▶ INPUT RECORDS:
//! The worker runtime: one explicitly constructed object owning every store,
//! with a dispatch table for platform events.
//!
//! Handlers do their immediate work and hand back [`Deferred`] actions, which
//! the runtime runs in the background and joins on shutdown.

mod event;

pub use event::{Deferred, Event, EventHandler};

use chrono::Utc;
use color_eyre::Result;
use futures::future::join_all;
use std::sync::{Arc, Mutex};
use std::time::Duration;
use tokio::sync::mpsc;
use tokio::task::JoinHandle;
use tracing::{debug, info, warn};

use crate::cache::{CacheStore, GenerationManager, SqliteCacheStore};
use crate::config::Config;
use crate::db::Database;
use crate::error::{GenerationError, StoreResult};
use crate::net::{Fetcher, HttpFetcher, Request, Response};
use crate::notify::{NotificationChannel, PageMessage, WorkerMessage};
use crate::outbox::{Backoff, NewSubmission, Outbox, QueuedSubmission};
use crate::router::{Routed, Router};
use crate::sync::{HttpSubmissionApi, SubmissionApi, SyncCoordinator, SyncReport, SyncTrigger};

/// Broadcast buffer per connected page
const CHANNEL_CAPACITY: usize = 64;

/// Shortest sleep of the run loop, so a pass that is still claiming records
/// is not raced by the next wake-up
const MIN_WAKE: Duration = Duration::from_secs(1);

/// Result of dispatching one event
#[derive(Debug, Default)]
pub struct Dispatch {
  pub routed: Option<Routed>,
  pub deferred: Vec<Deferred>,
}

pub struct Runtime {
  config: Config,
  store: Arc<dyn CacheStore>,
  generations: Arc<GenerationManager>,
  router: Arc<Router>,
  outbox: Arc<Outbox>,
  coordinator: Arc<SyncCoordinator>,
  channel: NotificationChannel,
  tasks: Mutex<Vec<JoinHandle<()>>>,
}

impl Runtime {
  /// Open the database and wire the live network clients.
  pub fn init(config: Config) -> Result<(Self, mpsc::UnboundedReceiver<PageMessage>)> {
    let db = Arc::new(Database::open(
      &config.database_path()?,
      config.storage.quota_bytes,
    )?);

    let fetcher = Arc::new(HttpFetcher::new(config.sync.single_timeout())?);
    // Sync attempts are bounded by the coordinator's own timeouts
    let api = Arc::new(HttpSubmissionApi::new(
      reqwest::Client::builder().build()?,
      config.resolve(&config.server.submissions_path)?,
      Config::get_api_token(),
      config.sync.async_processing,
    )?);

    Self::with_parts(config, db, fetcher, api)
  }

  /// Build a runtime over explicit collaborators.
  ///
  /// Records a previous process left IN_FLIGHT are returned to PENDING here.
  pub fn with_parts(
    config: Config,
    db: Arc<Database>,
    fetcher: Arc<dyn Fetcher>,
    api: Arc<dyn SubmissionApi>,
  ) -> Result<(Self, mpsc::UnboundedReceiver<PageMessage>)> {
    let store: Arc<dyn CacheStore> = Arc::new(SqliteCacheStore::new(db.clone()));

    let manifest = config
      .cache
      .precache
      .iter()
      .map(|path| config.resolve(path))
      .collect::<Result<Vec<_>>>()?;
    let generations = Arc::new(GenerationManager::new(
      store.clone(),
      fetcher.clone(),
      config.cache.generation.clone(),
      manifest,
      config.cache.vary_headers.clone(),
    ));

    let mut shell_fallbacks = vec![config.resolve(&config.cache.offline_url)?];
    let root = config.resolve("/")?;
    if !shell_fallbacks.contains(&root) {
      shell_fallbacks.push(root);
    }
    let router = Arc::new(Router::new(
      store.clone(),
      fetcher,
      &config.server.base_url,
      config.server.api_prefix.clone(),
      shell_fallbacks,
      config.cache.vary_headers.clone(),
    ));

    let outbox = Arc::new(
      Outbox::new(db, Backoff::from_config(&config.retry))?
        .with_cache_eviction(store.clone())
        .with_receipt_limit(config.storage.receipt_limit),
    );
    outbox.recover_in_flight()?;

    let (channel, inbound) = NotificationChannel::new(CHANNEL_CAPACITY);
    let coordinator = Arc::new(SyncCoordinator::new(
      outbox.clone(),
      api,
      channel.clone(),
      &config.sync,
    ));

    info!(device = %outbox.device_id(), generation = %config.cache.generation, "runtime initialized");

    let runtime = Self {
      config,
      store,
      generations,
      router,
      outbox,
      coordinator,
      channel,
      tasks: Mutex::new(Vec::new()),
    };
    Ok((runtime, inbound))
  }

  pub fn channel(&self) -> &NotificationChannel {
    &self.channel
  }

  pub fn outbox(&self) -> &Arc<Outbox> {
    &self.outbox
  }

  pub fn generations(&self) -> &GenerationManager {
    &self.generations
  }

  /// Tag of the generation currently serving pages.
  pub fn live_generation(&self) -> StoreResult<Option<String>> {
    self.store.live_generation()
  }

  /// Handle one event and start whatever it deferred.
  pub async fn handle(&self, event: Event) -> Option<Response> {
    let Dispatch { routed, deferred } = self.dispatch(event).await;
    for action in deferred {
      self.perform(action);
    }
    routed.map(|r| r.response)
  }

  /// The dispatch table. Does the event's immediate work only.
  pub async fn dispatch(&self, event: Event) -> Dispatch {
    let mut dispatch = Dispatch::default();

    match event {
      Event::Install => {
        if install(&self.generations).await && self.config.skip_waiting {
          dispatch.deferred.push(Deferred::Activate);
        }
      }
      Event::Activate => {
        if let Err(e) = self.activate() {
          warn!(error = %e, "activation failed");
        }
      }
      Event::Fetch { request, reply } => {
        let mut routed = self.router.handle(&request).await;
        if let Some(request) = routed.revalidate.take() {
          dispatch.deferred.push(Deferred::Revalidate(request));
        }
        if let Some(reply) = reply {
          if reply.send(routed.response.clone()).is_err() {
            debug!(url = %request.url, "page went away before its response");
          }
        }
        dispatch.routed = Some(routed);
      }
      Event::BackgroundSync { tag } => {
        if tag == self.config.sync.background_sync_tag {
          dispatch.deferred.push(Deferred::Sync(SyncTrigger::BackgroundSync));
        } else {
          debug!(tag, "ignoring background sync for another tag");
        }
      }
      Event::Message(PageMessage::SyncNow) => {
        dispatch.deferred.push(Deferred::Sync(SyncTrigger::UserRetry));
      }
      Event::Message(PageMessage::SkipWaiting) => {
        dispatch.deferred.push(Deferred::Activate);
      }
      Event::ConnectivityRestored => {
        dispatch
          .deferred
          .push(Deferred::Sync(SyncTrigger::ConnectivityRestored));
      }
      Event::Poll => {
        if self.has_due_work() {
          dispatch.deferred.push(Deferred::Sync(SyncTrigger::Poll));
        }
      }
    }

    dispatch
  }

  fn perform(&self, action: Deferred) {
    let task = match action {
      Deferred::Revalidate(request) => {
        let router = self.router.clone();
        tokio::spawn(async move { router.revalidate(&request).await })
      }
      Deferred::Sync(trigger) => {
        let coordinator = self.coordinator.clone();
        tokio::spawn(async move {
          if let Err(e) = coordinator.run_pass(trigger).await {
            warn!(?trigger, error = %e, "sync pass failed");
          }
        })
      }
      Deferred::Activate => {
        if let Err(e) = self.activate() {
          warn!(error = %e, "activation failed");
        }
        return;
      }
    };

    self.track(task);
  }

  fn track(&self, task: JoinHandle<()>) {
    if let Ok(mut tasks) = self.tasks.lock() {
      tasks.retain(|t| !t.is_finished());
      tasks.push(task);
    }
  }

  /// Start an event without waiting for it.
  ///
  /// Fetches and installs wait on the network, so they run as tracked tasks
  /// and the caller can keep serving other events. Fetch responses go back
  /// on the event's reply channel. Everything else is handled as usual.
  pub async fn accept(&self, event: Event) {
    match event {
      Event::Fetch { request, reply } => {
        let router = self.router.clone();
        self.track(tokio::spawn(async move {
          let mut routed = router.handle(&request).await;
          if let Some(reply) = reply {
            if reply.send(routed.response).is_err() {
              debug!(url = %request.url, "page went away before its response");
            }
          }
          if let Some(stale) = routed.revalidate.take() {
            router.revalidate(&stale).await;
          }
        }));
      }
      Event::Install => {
        let generations = self.generations.clone();
        let channel = self.channel.clone();
        let skip_waiting = self.config.skip_waiting;
        self.track(tokio::spawn(async move {
          if install(&generations).await && skip_waiting {
            if let Err(e) = activate(&generations, &channel) {
              warn!(error = %e, "activation failed");
            }
          }
        }));
      }
      event => {
        self.handle(event).await;
      }
    }
  }

  /// Make the installed generation live, purge the others, and tell pages.
  pub fn activate(&self) -> Result<Vec<String>, GenerationError> {
    activate(&self.generations, &self.channel)
  }

  /// Route an intercepted request.
  pub async fn fetch(&self, request: Request) -> Response {
    let event = Event::Fetch {
      request,
      reply: None,
    };
    match self.handle(event).await {
      Some(response) => response,
      None => Response::new(503, Vec::new()),
    }
  }

  /// Queue a submission and ask for a background sync.
  pub fn submit(&self, submission: NewSubmission) -> StoreResult<QueuedSubmission> {
    let queued = self.outbox.enqueue(submission)?;
    self.perform(Deferred::Sync(SyncTrigger::BackgroundSync));
    Ok(queued)
  }

  /// Run a pass in the foreground.
  pub async fn sync(&self, trigger: SyncTrigger) -> StoreResult<SyncReport> {
    self.coordinator.run_pass(trigger).await
  }

  fn has_due_work(&self) -> bool {
    match self.outbox.next_due() {
      Ok(Some(due)) => due <= Utc::now(),
      Ok(None) => false,
      Err(e) => {
        warn!(error = %e, "failed to read outbox schedule");
        false
      }
    }
  }

  /// Time until the next scheduled retry, capped by the poll interval.
  fn next_wake(&self) -> Duration {
    let poll = self.config.sync.poll_interval();
    let until_due = match self.outbox.next_due() {
      Ok(Some(due)) => (due - Utc::now()).to_std().unwrap_or(Duration::ZERO),
      Ok(None) => poll,
      Err(e) => {
        warn!(error = %e, "failed to read outbox schedule");
        poll
      }
    };
    until_due.min(poll).max(MIN_WAKE)
  }

  /// Serve events until interrupted, then shut down.
  pub async fn run(&self, mut events: EventHandler) -> Result<()> {
    info!("runtime running");

    // Anything queued while no runtime was up
    self.perform(Deferred::Sync(SyncTrigger::BackgroundSync));

    loop {
      let wake = self.next_wake();
      tokio::select! {
        event = events.next() => match event {
          Some(event) => self.accept(event).await,
          None => break,
        },
        _ = tokio::time::sleep(wake) => {
          self.handle(Event::Poll).await;
        }
        _ = tokio::signal::ctrl_c() => {
          info!("interrupted");
          break;
        }
      }
    }

    self.shutdown().await;
    Ok(())
  }

  /// Wait for every deferred action started so far.
  pub async fn wait_idle(&self) {
    loop {
      let pending: Vec<JoinHandle<()>> = match self.tasks.lock() {
        Ok(mut tasks) => tasks.drain(..).collect(),
        Err(_) => return,
      };
      if pending.is_empty() {
        return;
      }
      for result in join_all(pending).await {
        if let Err(e) = result {
          warn!(error = %e, "deferred task panicked");
        }
      }
    }
  }

  /// Teardown: let outstanding syncs and revalidations finish.
  pub async fn shutdown(&self) {
    self.wait_idle().await;
    info!("runtime stopped");
  }
}

/// Precache the configured generation. False when it did not install.
async fn install(generations: &GenerationManager) -> bool {
  match generations.install().await {
    Ok(assets) => {
      debug!(assets, "install complete");
      true
    }
    Err(e) => {
      warn!(error = %e, "install failed, keeping current generation");
      false
    }
  }
}

fn activate(
  generations: &GenerationManager,
  channel: &NotificationChannel,
) -> Result<Vec<String>, GenerationError> {
  let purged = generations.activate()?;
  info!(generation = %generations.tag(), purged = purged.len(), "generation activated");
  channel.broadcast(WorkerMessage::GenerationActivated {
    generation: generations.tag().to_string(),
  });
  Ok(purged)
}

▶ WHAT YOU NEED TO DO: Using the entries above, return exactly the lines from the line with "activate(&self.generations, &self.channel)" to the line with "let queued = self.outbox.enqueue(submission)?;", counting both of those lines.

▶ WORKED SOLUTION:
    activate(&self.generations, &self.channel)
  }

  /// Route an intercepted request.
  pub async fn fetch(&self, request: Request) -> Response {
    let event = Event::Fetch {
      request,
      reply: None,
    };
    match self.handle(event).await {
      Some(response) => response,
      None => Response::new(503, Vec::new()),
    }
  }

  /// Queue a submission and ask for a background sync.
  pub fn submit(&self, submission: NewSubmission) -> StoreResult<QueuedSubmission> {
    let queued = self.outbox.enqueue(submission)?;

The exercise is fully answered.